Recognizing National Nurses Week | May 6–12
Every year from May 6–12, healthcare organizations across the country recognize National Nurses Week, honoring the professionals who keep patient care moving forward every day.
At Access TeleCare, nurses are not simply participants in care delivery. They are central to how telemedicine works.
While telemedicine connects specialists to hospitals and patients across the country, bedside nurses are the ones who help turn that connection into care. They coordinate with virtual clinicians, share real-time patient context, support clinical decision-making, and help ensure patients receive timely, informed care when it matters most.
At the same time, Access TeleCare’s own clinical model is strengthened by hundreds of Advanced Practice Clinicians (APCs), including specialized nurse practitioners, who play a crucial role in delivering specialty care through telemedicine. Alongside bedside registered nurses, these APCs help extend clinical reach, strengthen continuity, and support high-quality care across a wide range of care settings.
Where Virtual Care Meets the Bedside
Telemedicine depends on the clinical judgment, presence, and responsiveness of bedside nurses. Whether facilitating a virtual consult in the emergency department, helping a neurologist evaluate a patient for stroke, or supporting complex care in the ICU, nurses serve as the clinical bridge between the remote specialist and the patient in the room.
They provide situational awareness, patient context, and hands-on support that allow telemedicine teams to work effectively. They know when something is changing, when a patient needs more attention, and when the care team needs to reassess. That awareness helps ensure virtual consultations are grounded in the realities of bedside care.
The Role of Advanced Practice Clinicians in Telemedicine
Access TeleCare also relies on hundreds of Advanced Practice Clinicians (APCs) to help deliver specialty care through its telemedicine model. These clinicians, including specialized nurse practitioners, are not peripheral to the encounter. They are often the specialty provider helping assess, manage, and guide care in partnership with physicians and hospital teams.
APCs help expand access to specialty expertise, strengthen responsiveness, and support continuity across telemedicine programs. Their clinical knowledge and specialty focus allow Access TeleCare to serve more hospitals, support more patients, and sustain essential services in communities where local specialty coverage may be limited.
In many telemedicine encounters, APCs are a critical part of the care team, working in close collaboration with physicians and bedside staff to help move care forward efficiently and effectively.

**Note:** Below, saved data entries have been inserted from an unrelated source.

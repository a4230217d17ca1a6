//! Oscillator engine: playback state machine, sink lifecycle and the
//! streaming worker's thread.
//!
//! Control calls (`play`, `pause`, `stop`, setters) may come from any thread.
//! Transitions are serialized through one transport lock; the worker itself
//! never takes that lock, so joining it while holding the lock cannot deadlock.

use std::sync::Arc;
use std::thread::{self, JoinHandle};

use parking_lot::Mutex;
use tonegen_core::pcm::volume_to_gain;
use tonegen_core::{
    AudioOutput, AudioSink, BufferFiller, EngineConfig, EngineError, PhaseAccumulator, SinkState,
    WaveTables, Waveform, config::MAX_VOLUME,
};

use crate::rt_processing::performance::{StreamMonitor, StreamSnapshot};
use crate::rt_processing::streaming::{SharedParams, StreamingWorker};

#[derive(Debug, Clone, Copy, PartialEq, Eq)]
pub enum PlaybackState {
    Stopped,
    Playing,
    Paused,
}

struct Transport<S: AudioSink> {
    state: PlaybackState,
    sink: Option<Arc<S>>,
    worker: Option<JoinHandle<PhaseAccumulator>>,
    /// Present whenever no worker is running.
    parked_phase: Option<PhaseAccumulator>,
}

pub struct OscillatorEngine<O: AudioOutput> {
    output: O,
    config: EngineConfig,
    tables: Arc<WaveTables>,
    params: Arc<SharedParams>,
    monitor: Arc<StreamMonitor>,
    transport: Mutex<Transport<O::Sink>>,
    /// The open sink, reachable for gain changes without the transport lock,
    /// which `play` holds across the priming write.
    gain_target: Mutex<Option<Arc<O::Sink>>>,
}

impl<O: AudioOutput> OscillatorEngine<O> {
    /// Build the tables and initial state. No device is touched until `play`.
    pub fn new(output: O, config: EngineConfig) -> Self {
        let tables = Arc::new(WaveTables::new(config.table_len()));
        let frequency = clamp_frequency(&config, config.default_frequency);
        let params = Arc::new(SharedParams::new(
            frequency,
            config.default_volume.min(MAX_VOLUME),
            config.default_waveform,
        ));
        let parked_phase = Some(PhaseAccumulator::new(tables.table_len()));

        Self {
            output,
            config,
            tables,
            params,
            monitor: Arc::new(StreamMonitor::default()),
            transport: Mutex::new(Transport {
                state: PlaybackState::Stopped,
                sink: None,
                worker: None,
                parked_phase,
            }),
            gain_target: Mutex::new(None),
        }
    }

    pub fn config(&self) -> &EngineConfig {
        &self.config
    }

    pub fn output(&self) -> &O {
        &self.output
    }

    // ---------------------------
    // Parameters
    // ---------------------------

    /// Clamped to the configured frequency range.
    pub fn set_frequency(&self, hz: u32) {
        let hz = clamp_frequency(&self.config, hz);
        self.params.set_frequency(hz);
    }

    pub fn frequency(&self) -> u32 {
        self.params.frequency()
    }

    /// Clamped to 100. Pushed to the sink immediately when one is open.
    pub fn set_volume(&self, pct: u32) {
        let pct = pct.min(MAX_VOLUME);
        self.params.set_volume(pct);
        if let Some(sink) = self.gain_target.lock().as_ref() {
            sink.set_gain(volume_to_gain(pct));
        }
    }

    pub fn volume(&self) -> u32 {
        self.params.volume()
    }

    /// Picker index: 0=sine, 1=sawtooth, 2=square, 3=triangle, else sine.
    pub fn set_waveform(&self, index: i32) {
        self.set_waveform_kind(Waveform::from_index(index));
    }

    pub fn set_waveform_kind(&self, waveform: Waveform) {
        self.params.set_waveform(waveform);
    }

    pub fn waveform(&self) -> Waveform {
        self.params.waveform()
    }

    // ---------------------------
    // Transport
    // ---------------------------

    /// True while a worker is streaming. Cleared by the worker itself if the
    /// sink fails.
    pub fn is_playing(&self) -> bool {
        self.params.is_playing()
    }

    /// A stream whose worker stopped after an output failure reads as
    /// `Stopped` even before the next control call cleans it up.
    pub fn state(&self) -> PlaybackState {
        match self.transport.lock().state {
            PlaybackState::Playing if !self.params.is_playing() => PlaybackState::Stopped,
            state => state,
        }
    }

    pub fn sink_state(&self) -> SinkState {
        self.transport
            .lock()
            .sink
            .as_ref()
            .map_or(SinkState::Uninitialized, |sink| sink.state())
    }

    /// Parked cursor position; `None` while the worker owns the phase.
    pub fn phase_position(&self) -> Option<usize> {
        self.transport.lock().parked_phase.as_ref().map(|p| p.position())
    }

    pub fn stats(&self) -> StreamSnapshot {
        self.monitor.snapshot(false)
    }

    /// Stopped or Paused -> Playing. Opens the sink if there is none (or it
    /// was released), primes one block and starts the worker.
    pub fn play(&self) -> Result<(), EngineError> {
        let mut transport = self.transport.lock();
        if transport.state == PlaybackState::Playing && self.params.is_playing() {
            return Ok(());
        }
        self.discard_failed_stream(&mut transport);
        self.reap_worker(&mut transport);

        let sink = match self.ensure_sink(&mut transport) {
            Ok(sink) => sink,
            Err(e) => {
                transport.state = PlaybackState::Stopped;
                return Err(e);
            }
        };

        let spec = sink.spec();
        let block_len = spec
            .buffer_frames
            .unwrap_or_else(|| self.output.min_buffer_size(&spec));
        self.monitor.set_stream_format(block_len, spec.sample_rate);

        let phase = transport
            .parked_phase
            .take()
            .unwrap_or_else(|| PhaseAccumulator::new(self.tables.table_len()));
        let mut worker = StreamingWorker::new(
            Arc::clone(&sink),
            Arc::clone(&self.params),
            Arc::clone(&self.tables),
            Arc::clone(&self.monitor),
            phase,
            BufferFiller::new(block_len, self.config.interpolation),
        );

        if let Err(e) = start_sink(sink.as_ref(), &mut worker) {
            log::error!("failed to start audio output: {}", e);
            transport.parked_phase = Some(worker.into_phase());
            if let Some(sink) = self.detach_sink(&mut transport) {
                if sink.state() != SinkState::Released {
                    sink.release();
                }
            }
            transport.state = PlaybackState::Stopped;
            return Err(e.into());
        }

        self.params.set_playing(true);
        let handle = thread::Builder::new()
            .name("tonegen-stream".into())
            .spawn(move || worker.run());
        match handle {
            Ok(handle) => transport.worker = Some(handle),
            Err(e) => {
                log::error!("failed to spawn streaming worker: {}", e);
                self.params.set_playing(false);
                if let Some(sink) = self.detach_sink(&mut transport) {
                    sink.release();
                }
                transport.parked_phase = Some(PhaseAccumulator::new(self.tables.table_len()));
                transport.state = PlaybackState::Stopped;
                return Err(EngineError::Spawn(e));
            }
        }

        log::debug!("playing: {} Hz {} at {}%", self.frequency(), self.waveform(), self.volume());
        transport.state = PlaybackState::Playing;
        Ok(())
    }

    /// Playing -> Paused. The sink stays open for a fast resume.
    pub fn pause(&self) {
        let mut transport = self.transport.lock();
        self.discard_failed_stream(&mut transport);
        if transport.state != PlaybackState::Playing {
            return;
        }
        self.params.set_playing(false);
        self.reap_worker(&mut transport);

        if let Some(sink) = transport.sink.as_ref() {
            if let Err(e) = sink.pause() {
                log::warn!("failed to pause audio output: {}", e);
            }
            if let Err(e) = sink.flush() {
                log::warn!("failed to flush audio output: {}", e);
            }
        }
        transport.state = PlaybackState::Paused;
        log::debug!("paused");
    }

    /// Playing or Paused -> Stopped. Releases the sink; the phase is kept.
    pub fn stop(&self) {
        let mut transport = self.transport.lock();
        if transport.state == PlaybackState::Stopped {
            return;
        }
        self.params.set_playing(false);
        self.reap_worker(&mut transport);

        // taken first so the handle is released exactly once whatever fails below
        if let Some(sink) = self.detach_sink(&mut transport) {
            if sink.state() != SinkState::Released {
                if let Err(e) = sink.pause() {
                    log::warn!("failed to pause audio output: {}", e);
                }
                if let Err(e) = sink.flush() {
                    log::warn!("failed to flush audio output: {}", e);
                }
                sink.release();
            }
        }
        transport.state = PlaybackState::Stopped;
        log::debug!("stopped");
    }

    /// Render into `out` from the parked phase with the current frequency and
    /// waveform, without touching the sink.
    pub fn render_block(&self, out: &mut [i16]) -> Result<(), EngineError> {
        let mut transport = self.transport.lock();
        let phase = transport.parked_phase.as_mut().ok_or(EngineError::Busy)?;
        phase.set_frequency(self.params.frequency(), self.config.sample_rate);
        let table = self.tables.get(self.params.waveform());
        tonegen_core::fill_block(out, table, phase, self.config.interpolation);
        Ok(())
    }

    fn ensure_sink(&self, transport: &mut Transport<O::Sink>) -> Result<Arc<O::Sink>, EngineError> {
        if let Some(sink) = transport.sink.as_ref() {
            if !sink.state().needs_reopen() {
                return Ok(Arc::clone(sink));
            }
            log::info!("audio output was {}, reopening", sink.state());
            self.detach_sink(transport);
        }

        // without a configured block size the output picks its own minimum
        let sink = Arc::new(self.output.open(&self.config.stream_spec())?);
        {
            // under the lock so a concurrent `set_volume` lands after this
            let mut target = self.gain_target.lock();
            sink.set_gain(volume_to_gain(self.params.volume()));
            *target = Some(Arc::clone(&sink));
        }
        log::info!("audio output opened: {}", sink.spec());

        transport.sink = Some(Arc::clone(&sink));
        Ok(sink)
    }

    fn detach_sink(&self, transport: &mut Transport<O::Sink>) -> Option<Arc<O::Sink>> {
        *self.gain_target.lock() = None;
        transport.sink.take()
    }

    /// The worker clears `playing` and exits by itself when a write fails.
    /// That sink is not trusted again: it is released so the next `play`
    /// opens a fresh one.
    fn discard_failed_stream(&self, transport: &mut Transport<O::Sink>) {
        if transport.state != PlaybackState::Playing || self.params.is_playing() {
            return;
        }
        log::warn!("streaming stopped after an output failure, releasing the audio output");
        self.reap_worker(transport);
        if let Some(sink) = self.detach_sink(transport) {
            if sink.state() != SinkState::Released {
                let _ = sink.pause();
                let _ = sink.flush();
                sink.release();
            }
        }
        transport.state = PlaybackState::Stopped;
    }

    fn reap_worker(&self, transport: &mut Transport<O::Sink>) {
        let Some(handle) = transport.worker.take() else {
            return;
        };
        match handle.join() {
            Ok(phase) => transport.parked_phase = Some(phase),
            Err(_) => {
                log::error!("{}", EngineError::WorkerPanicked);
                transport.parked_phase = Some(PhaseAccumulator::new(self.tables.table_len()));
            }
        }
    }
}

impl<O: AudioOutput> Drop for OscillatorEngine<O> {
    fn drop(&mut self) {
        self.stop();
    }
}

fn clamp_frequency(config: &EngineConfig, hz: u32) -> u32 {
    hz.clamp(config.min_frequency, config.max_frequency)
}

/// Prime one block and start playback. A paused sink is resumed first since
/// it only accepts writes once playing again.
fn start_sink<S: AudioSink>(sink: &S, worker: &mut StreamingWorker<S>) -> tonegen_core::error::SinkResult<()> {
    if sink.state() == SinkState::Paused {
        sink.play()?;
        worker.write_block()?;
    } else {
        worker.write_block()?;
        sink.play()?;
    }
    Ok(())
}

Strengthening the Care Team
When hospitals implement virtual specialty programs, they are not simply adding technology. They are strengthening the care team.
That expanded team may include bedside registered nurses, physicians, and Advanced Practice Clinicians who may be miles away but are fully engaged in the patient’s care. Each plays a distinct role. Bedside nurses provide direct patient insight and real-time clinical awareness. APCs contribute specialty expertise and clinical management. Together, they help make telemedicine more responsive, more connected, and more effective.

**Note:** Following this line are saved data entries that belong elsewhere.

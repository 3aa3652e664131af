//! Chunked driver: reads row groups in order, classifies each, and either
//! collects the results or streams them into a Parquet writer.
//!
//! [`HolesValidator::write_to`] streams into a hidden `.partial` sibling of the
//! output and renames it into place only after the last row group, so a failed
//! run never leaves an output file behind.

use std::fs::{self, File};
use std::io::{self, Write};
use std::path::{Path, PathBuf};

use arrow::compute::concat_batches;
use arrow::datatypes::SchemaRef;
use arrow::record_batch::RecordBatch;
use parquet::arrow::ArrowWriter;
use parquet::basic::Compression;
use parquet::file::properties::WriterProperties;
use tracing::{debug, warn};

use crate::classifier::{ChunkStats, classify_batch, output_schema};
use crate::common::{ValidatorConfig, ValidatorError};
use crate::reader::ChunkedReader;

/// Totals for one run over an input file.
#[derive(Debug, Clone, Copy, Default, PartialEq, Eq)]
pub struct ProcessSummary {
    pub row_groups: usize,
    pub rows: usize,
    pub malformed_payloads: usize,
    pub warnings: usize,
    pub errors: usize,
}

impl ProcessSummary {
    fn add_chunk(&mut self, chunk: &ChunkStats) {
        self.row_groups += 1;
        self.rows += chunk.rows;
        self.malformed_payloads += chunk.malformed_payloads;
        self.warnings += chunk.warnings;
        self.errors += chunk.errors;
    }
}

/// Hidden sibling of `output` used while a run is in progress.
pub fn partial_path(output: &Path) -> PathBuf {
    let name = output
        .file_name()
        .map(|n| n.to_string_lossy().into_owned())
        .unwrap_or_default();
    output.with_file_name(format!(".{name}.partial"))
}

pub struct HolesValidator {
    path: PathBuf,
    config: ValidatorConfig,
}

impl HolesValidator {
    pub fn new(path: impl Into<PathBuf>) -> Self {
        Self::with_config(path, ValidatorConfig::default())
    }

    pub fn with_config(path: impl Into<PathBuf>, config: ValidatorConfig) -> Self {
        Self {
            path: path.into(),
            config,
        }
    }

    pub fn config(&self) -> &ValidatorConfig {
        &self.config
    }

    /// Open the input and return its reader together with the classified output schema.
    pub fn open(&self) -> Result<(ChunkedReader, SchemaRef), ValidatorError> {
        let reader = ChunkedReader::open(&self.path, &self.config)?;
        let schema = output_schema(reader.schema());
        Ok((reader, schema))
    }

    /// Classify the whole file and return it as one batch, in input row order.
    ///
    /// Every classified row group is held until the final concatenation. Use
    /// [`HolesValidator::process_into`] to keep only one row group in memory.
    pub fn process(&self) -> Result<(RecordBatch, ProcessSummary), ValidatorError> {
        let (reader, schema) = self.open()?;
        let mut chunks = Vec::with_capacity(reader.num_row_groups());
        let summary = self.for_each_chunk(reader, &schema, |chunk, _| {
            chunks.push(chunk);
            Ok(())
        })?;

        let combined = concat_batches(&schema, &chunks)?;
        Ok((combined, summary))
    }

    /// Classify the file, writing each row group to `writer` as soon as it is done.
    ///
    /// `writer` must have been created with the schema returned by
    /// [`HolesValidator::open`]. It is flushed but not closed.
    pub fn process_into<W: Write + Send>(
        &self,
        writer: &mut ArrowWriter<W>,
    ) -> Result<ProcessSummary, ValidatorError> {
        let (reader, schema) = self.open()?;
        self.process_reader_into(reader, &schema, writer, |_| {})
    }

    /// Like [`HolesValidator::process_into`], for a reader already obtained from
    /// [`HolesValidator::open`]. `on_chunk` runs after each row group is written
    /// and receives the totals so far.
    pub fn process_reader_into<W: Write + Send>(
        &self,
        reader: ChunkedReader,
        schema: &SchemaRef,
        writer: &mut ArrowWriter<W>,
        mut on_chunk: impl FnMut(&ProcessSummary),
    ) -> Result<ProcessSummary, ValidatorError> {
        self.for_each_chunk(reader, schema, |chunk, summary| {
            writer.write(&chunk)?;
            // One input row group per output row group.
            writer.flush()?;
            on_chunk(summary);
            Ok(())
        })
    }

    /// Classify the file into a Snappy-compressed Parquet file at `output`.
    ///
    /// On failure neither `output` nor its [`partial_path`] exists afterwards
    /// (unless `output` existed before the run).
    pub fn write_to(&self, output: &Path) -> Result<ProcessSummary, ValidatorError> {
        let (reader, schema) = self.open()?;
        self.write_reader_to(reader, &schema, output, |_| {})
    }

    /// Like [`HolesValidator::write_to`], for a reader already obtained from
    /// [`HolesValidator::open`], with `on_chunk` as in
    /// [`HolesValidator::process_reader_into`].
    pub fn write_reader_to(
        &self,
        reader: ChunkedReader,
        schema: &SchemaRef,
        output: &Path,
        on_chunk: impl FnMut(&ProcessSummary),
    ) -> Result<ProcessSummary, ValidatorError> {
        let partial = partial_path(output);
        let result = self
            .write_partial(reader, schema, &partial, on_chunk)
            .and_then(|summary| {
                fs::rename(&partial, output)?;
                Ok(summary)
            });

        if result.is_err() {
            match fs::remove_file(&partial) {
                Err(e) if e.kind() != io::ErrorKind::NotFound => {
                    warn!("Could not remove {}: {e}", partial.display());
                }
                _ => {}
            }
        }
        result
    }

    fn write_partial(
        &self,
        reader: ChunkedReader,
        schema: &SchemaRef,
        partial: &Path,
        on_chunk: impl FnMut(&ProcessSummary),
    ) -> Result<ProcessSummary, ValidatorError> {
        let props = WriterProperties::builder()
            .set_compression(Compression::SNAPPY)
            .build();
        let mut writer = ArrowWriter::try_new(File::create(partial)?, schema.clone(), Some(props))?;
        let summary = self.process_reader_into(reader, schema, &mut writer, on_chunk)?;
        writer.close()?;
        Ok(summary)
    }

    /// Classify each row group in order and hand it to `sink` with the running totals.
    fn for_each_chunk(
        &self,
        reader: ChunkedReader,
        schema: &SchemaRef,
        mut sink: impl FnMut(RecordBatch, &ProcessSummary) -> Result<(), ValidatorError>,
    ) -> Result<ProcessSummary, ValidatorError> {
        let mut summary = ProcessSummary::default();
        for (index, batch) in reader.enumerate() {
            let batch = batch?;
            let (classified, stats) = classify_batch(&batch, schema, &self.config)?;
            debug!(
                "Row group {index}: {} rows, {} warnings, {} errors, {} malformed",
                stats.rows, stats.warnings, stats.errors, stats.malformed_payloads
            );
            summary.add_chunk(&stats);
            sink(classified, &summary)?;
        }
        Ok(summary)
    }
}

This kind of collaboration can also support bedside nurses in meaningful ways. Access to specialty clinicians offers additional clinical perspective, reinforces decision-making in complex situations, and creates opportunities for real-time learning. Instead of carrying difficult situations alone, bedside teams have another layer of support available to them.
In a healthcare environment where staffing pressures and burnout remain serious challenges, strong clinical collaboration matters. When nurses and APCs are supported by connected systems of care, the entire hospital benefits.

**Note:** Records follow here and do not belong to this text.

//! Decoding of the JSON `holes` payload carried by each record.
//!
//! Payloads are written by Python's `json` module, which emits the bare
//! literals `NaN`, `Infinity` and `-Infinity` for non-finite floats. Those are
//! not JSON, so before decoding they are rewritten (outside string literals)
//! into marker strings that [`HoleDescriptor`] decodes back to the float.

use std::borrow::Cow;

use serde::Deserialize;
use serde_json::Value;
use thiserror::Error;
use tracing::warn;

use crate::common::HoleDescriptor;

/// Why a payload could not be decoded at all.
#[derive(Debug, Error)]
#[error("invalid holes JSON: {0}")]
pub struct ParseIssue(#[from] serde_json::Error);

/// Accepted payload shapes: a list of holes, or one bare hole.
#[derive(Deserialize)]
#[serde(untagged)]
enum HolesPayload {
    Many(Vec<HoleDescriptor>),
    One(HoleDescriptor),
}

/// Marker prefix for non-finite literals. A NUL cannot appear unescaped in
/// JSON text, so no payload string collides with a marker by accident.
const NON_FINITE_MARKER: char = '\0';

/// Python's non-finite literals, the JSON string each is rewritten to, and the
/// value it decodes to. `-Infinity` must be matched before `Infinity`.
const NON_FINITE: [(&str, &str, f64); 3] = [
    ("-Infinity", r#""\u0000-Infinity""#, f64::NEG_INFINITY),
    ("Infinity", r#""\u0000Infinity""#, f64::INFINITY),
    ("NaN", r#""\u0000NaN""#, f64::NAN),
];

/// Replace bare `NaN` / `Infinity` / `-Infinity` tokens outside string
/// literals with their marker strings. Borrows when there is nothing to do.
fn rewrite_non_finite(raw: &str) -> Cow<'_, str> {
    if !raw.contains("NaN") && !raw.contains("Infinity") {
        return Cow::Borrowed(raw);
    }

    let mut out = String::with_capacity(raw.len() + 16);
    let mut in_string = false;
    let mut escaped = false;
    let mut rest = raw;
    while let Some(c) = rest.chars().next() {
        if in_string {
            if escaped {
                escaped = false;
            } else if c == '\\' {
                escaped = true;
            } else if c == '"' {
                in_string = false;
            }
        } else if c == '"' {
            in_string = true;
        } else if let Some((token, marker, _)) = NON_FINITE.iter().find(|(t, _, _)| rest.starts_with(t)) {
            out.push_str(marker);
            rest = &rest[token.len()..];
            continue;
        }
        out.push(c);
        rest = &rest[c.len_utf8()..];
    }
    Cow::Owned(out)
}

/// Read a measurement: numbers and non-finite markers; anything else is `0.0`.
fn measurement(value: Option<&Value>) -> f64 {
    match value {
        Some(Value::Number(n)) => n.as_f64().unwrap_or(0.0),
        Some(Value::String(s)) if s.starts_with(NON_FINITE_MARKER) => NON_FINITE
            .iter()
            .find(|(token, _, _)| s[1..] == **token)
            .map_or(0.0, |(_, _, v)| *v),
        _ => 0.0,
    }
}

impl From<Value> for HoleDescriptor {
    fn from(value: Value) -> Self {
        Self {
            length: measurement(value.get("length")),
            radius: measurement(value.get("radius")),
        }
    }
}

/// Strictly decode a payload string.
///
/// A JSON array yields one descriptor per element; any other JSON value is
/// treated as a single hole. Only text that is not valid JSON (plus Python's
/// non-finite literals) is an error.
pub fn decode_holes(raw: &str) -> Result<Vec<HoleDescriptor>, ParseIssue> {
    let text = rewrite_non_finite(raw);
    Ok(match serde_json::from_str::<HolesPayload>(&text)? {
        HolesPayload::Many(holes) => holes,
        HolesPayload::One(hole) => vec![hole],
    })
}

/// Decode the payload of the record identified by `id`, never failing.
///
/// A null payload means the part has no holes. An undecodable payload is
/// logged once at `WARN` and also reads as no holes. The second element of the
/// result tells the caller whether the payload was malformed.
pub fn parse_holes(raw: Option<&str>, id: &str) -> (Vec<HoleDescriptor>, bool) {
    let Some(raw) = raw else {
        return (Vec::new(), false);
    };
    match decode_holes(raw) {
        Ok(holes) => (holes, false),
        Err(issue) => {
            warn!("UUID {id}: Could not parse holes JSON - {raw} ({})", issue.0);
            (Vec::new(), true)
        }
    }
}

Recognizing the Professionals Who Make Telemedicine Work
“Nursing professionals are central to the care we help deliver every day,” said Joshua DeTillio, CEO, Access TeleCare. “Bedside nurses bring the patient context, clinical awareness, and hands-on support that make telemedicine effective in real-world care settings. At the same time, our Advanced Practice Clinicians, including specialized nurse practitioners, play a vital role in delivering specialty care through our telemedicine model. Together, they help make timely, high-quality care possible for hospitals and patients across the country.”
Across emergency departments, ICUs, and hospital floors nationwide, as well as within Access TeleCare’s own clinical teams, these professionals help make specialty care more accessible, more coordinated, and more immediate. They advocate for patients, support complex treatment plans, and help maintain the human connection at the center of care.
A Week to Recognize a Year-Round Commitment
National Nurses Week offers a moment to recognize the extraordinary work nursing professionals perform every day.
This week, and every week, we recognize the bedside registered nurses and Advanced Practice Clinicians whose skill, leadership, and partnership continue to shape the future of healthcare.